I agree. I think making it widely available (and 'supported' on non-Oracle hardware) is very important. But the number of developers who need or even want the Solaris source code is rather small and making it (the source) available doesn't necessarily have any impact at all on whether ISVs can or do use it. To some extent ISVs will do whatever they need to target their market anyway and if big companies use Solaris and want software for it then ISVs will supply it.

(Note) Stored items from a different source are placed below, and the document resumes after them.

use crate::probe::GpuSettings;
use serde::{Deserialize, Serialize};
use std::fs;
use std::net::SocketAddr;
use std::path::Path;
use std::str::FromStr;
use std::time::Duration;
use thiserror::Error;

pub const MAX_SAMPLE_MS: u64 = 1000;
const MIN_DIAGNOSTICS_TIMEOUT: Duration = Duration::from_millis(1);
const MAX_DIAGNOSTICS_TIMEOUT: Duration = Duration::from_secs(10);

#[derive(Debug, Clone, Deserialize, Serialize)]
pub struct Config {
    #[serde(default = "default_listen")]
    pub listen: String,
    #[serde(default)]
    pub sample: SampleConfig,
    #[serde(default)]
    pub gpu: GpuConfig,
}

#[derive(Debug, Clone, Copy, Deserialize, Serialize)]
pub struct SampleConfig {
    #[serde(default = "default_sample_ms")]
    pub default_ms: u64,
    #[serde(default = "default_max_sample_ms")]
    pub max_ms: u64,
}

#[derive(Debug, Clone, Deserialize, Serialize)]
pub struct GpuConfig {
    #[serde(default = "default_true")]
    pub enabled: bool,
    #[serde(default = "default_true")]
    pub nvml: bool,
    #[serde(default = "default_true")]
    pub accelerator_runtime: bool,
    #[serde(default = "default_diagnostics_timeout")]
    pub diagnostics_timeout: String,
}

impl Default for Config {
    fn default() -> Self {
        Self {
            listen: default_listen(),
            sample: SampleConfig::default(),
            gpu: GpuConfig::default(),
        }
    }
}

impl Default for SampleConfig {
    fn default() -> Self {
        Self {
            default_ms: default_sample_ms(),
            max_ms: default_max_sample_ms(),
        }
    }
}

impl Default for GpuConfig {
    fn default() -> Self {
        Self {
            enabled: true,
            nvml: true,
            accelerator_runtime: true,
            diagnostics_timeout: default_diagnostics_timeout(),
        }
    }
}

#[derive(Debug, Error)]
pub enum ConfigError {
    #[error("failed to read config file {path}: {source}")]
    Read {
        path: String,
        source: std::io::Error,
    },
    #[error("failed to parse YAML in {path}: {source}")]
    Parse {
        path: String,
        source: serde_yaml::Error,
    },
    #[error("invalid configuration: {0}")]
    Validation(String),
}

impl Config {
    pub fn load_from_file(path: impl AsRef<Path>) -> Result<Self, ConfigError> {
        let path_ref = path.as_ref();
        let path_display = path_ref.display().to_string();
        let text = fs::read_to_string(path_ref).map_err(|source| ConfigError::Read {
            path: path_display.clone(),
            source,
        })?;
        Self::from_yaml(&text, &path_display)
    }

    fn from_yaml(text: &str, path: &str) -> Result<Self, ConfigError> {
        let cfg: Config = serde_yaml::from_str(text).map_err(|source| ConfigError::Parse {
            path: path.to_string(),
            source,
        })?;
        cfg.validate()?;
        Ok(cfg)
    }

    pub fn validate(&self) -> Result<(), ConfigError> {
        if self.listen.trim().is_empty() {
            return Err(ConfigError::Validation("listen is required".to_string()));
        }
        if SocketAddr::from_str(&self.listen).is_err() {
            return Err(ConfigError::Validation(
                "listen must be a host:port socket address".to_string(),
            ));
        }
        if self.sample.max_ms > MAX_SAMPLE_MS {
            return Err(ConfigError::Validation(format!(
                "sample.max_ms must be <= {MAX_SAMPLE_MS}"
            )));
        }
        if self.sample.default_ms > self.sample.max_ms {
            return Err(ConfigError::Validation(
                "sample.default_ms must be <= sample.max_ms".to_string(),
            ));
        }
        self.gpu.diagnostics_timeout()?;
        Ok(())
    }

    pub fn example_yaml() -> &'static str {
        include_str!("../config.yaml.example")
    }
}

impl GpuConfig {
    pub fn diagnostics_timeout(&self) -> Result<Duration, ConfigError> {
        let timeout = humantime::parse_duration(&self.diagnostics_timeout).map_err(|err| {
            ConfigError::Validation(format!(
                "gpu.diagnostics_timeout '{}': {err}",
                self.diagnostics_timeout
            ))
        })?;
        if !(MIN_DIAGNOSTICS_TIMEOUT..=MAX_DIAGNOSTICS_TIMEOUT).contains(&timeout) {
            return Err(ConfigError::Validation(
                "gpu.diagnostics_timeout must be between 1ms and 10s".to_string(),
            ));
        }
        Ok(timeout)
    }

    pub fn settings(&self) -> Result<GpuSettings, ConfigError> {
        Ok(GpuSettings {
            enabled: self.enabled,
            nvml: self.nvml,
            accelerator_runtime: self.accelerator_runtime,
            diagnostics_timeout: self.diagnostics_timeout()?,
        })
    }
}

fn default_listen() -> String {
    "127.0.0.1:9188".to_string()
}

fn default_sample_ms() -> u64 {
    100
}

fn default_max_sample_ms() -> u64 {
    1000
}

fn default_true() -> bool {
    true
}

fn default_diagnostics_timeout() -> String {
    "600ms".to_string()
}

#[cfg(test)]
mod tests {
    use super::*;

    #[test]
    fn example_yaml_is_valid_and_matches_defaults() {
        let cfg = Config::from_yaml(Config::example_yaml(), "config.yaml.example")
            .expect("bundled example must load");
        assert_eq!(cfg.listen, "127.0.0.1:9188");
        assert_eq!(cfg.sample.default_ms, 100);
        assert_eq!(cfg.sample.max_ms, 1000);
        assert_eq!(
            cfg.gpu.settings().unwrap(),
            GpuSettings::default(),
        );
    }

    #[test]
    fn missing_sections_use_defaults() {
        let cfg = Config::from_yaml("listen: \"0.0.0.0:9000\"\n", "inline").unwrap();
        assert_eq!(cfg.sample.max_ms, 1000);
        assert!(cfg.gpu.enabled);
    }

    #[test]
    fn default_above_max_is_rejected() {
        let mut cfg = Config::default();
        cfg.sample.default_ms = 2000;
        assert!(matches!(cfg.validate(), Err(ConfigError::Validation(_))));
    }

    #[test]
    fn sample_ceiling_is_one_second() {
        let cfg = Config::from_yaml("sample:\n  max_ms: 1000\n", "inline").unwrap();
        assert_eq!(cfg.sample.max_ms, MAX_SAMPLE_MS);

        let err = Config::from_yaml("sample:\n  max_ms: 5000\n", "inline").unwrap_err();
        assert!(matches!(err, ConfigError::Validation(_)));
        assert!(err.to_string().contains("sample.max_ms must be <= 1000"));
    }

    #[test]
    fn bad_listen_is_rejected() {
        let cfg = Config {
            listen: "localhost".to_string(),
            ..Config::default()
        };
        assert!(cfg.validate().is_err());
    }

    #[test]
    fn diagnostics_timeout_bounds() {
        let mut gpu = GpuConfig::default();
        gpu.diagnostics_timeout = "30s".to_string();
        assert!(gpu.settings().is_err());
        gpu.diagnostics_timeout = "soon".to_string();
        assert!(gpu.settings().is_err());
        gpu.diagnostics_timeout = "2s".to_string();
        assert_eq!(gpu.settings().unwrap().diagnostics_timeout, Duration::from_secs(2));
    }

    #[test]
    fn parse_error_names_the_file() {
        let err = Config::from_yaml("sample: [", "broken.yaml").unwrap_err();
        assert!(err.to_string().contains("broken.yaml"));
    }
}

Personally I'd like to see a product priced at OS/X but without the nasty legalese - but the big issue there is really that Sun never managed to leverage the binary interfaces and their industry position to get a better hardware supportstory on modern motherboards than Linux. (I don't want support for basket case old hardware - but good support for what's on the boards now, including embedded graphics, gig-e and RAID chipsets).
Compare this to HP-UX, and AIX which require access to more specialised 
technology platforms. As a developer, I do not have access to these platforms 
and am unlikely to develop software for them unless there is a specific need 
to. The growth of Windows in the data centre is a prime example of technical 
folk recommending technologies they are familar with.
Indeed, though in fairness Windows is a rather good server platform and works well, and has particular advantages with Windows clients, not least with the integrated security. Also from memory you can sign for access to remote dev hosts for both HP-UX and AIX so you can beetstrap to the platform without buying your own.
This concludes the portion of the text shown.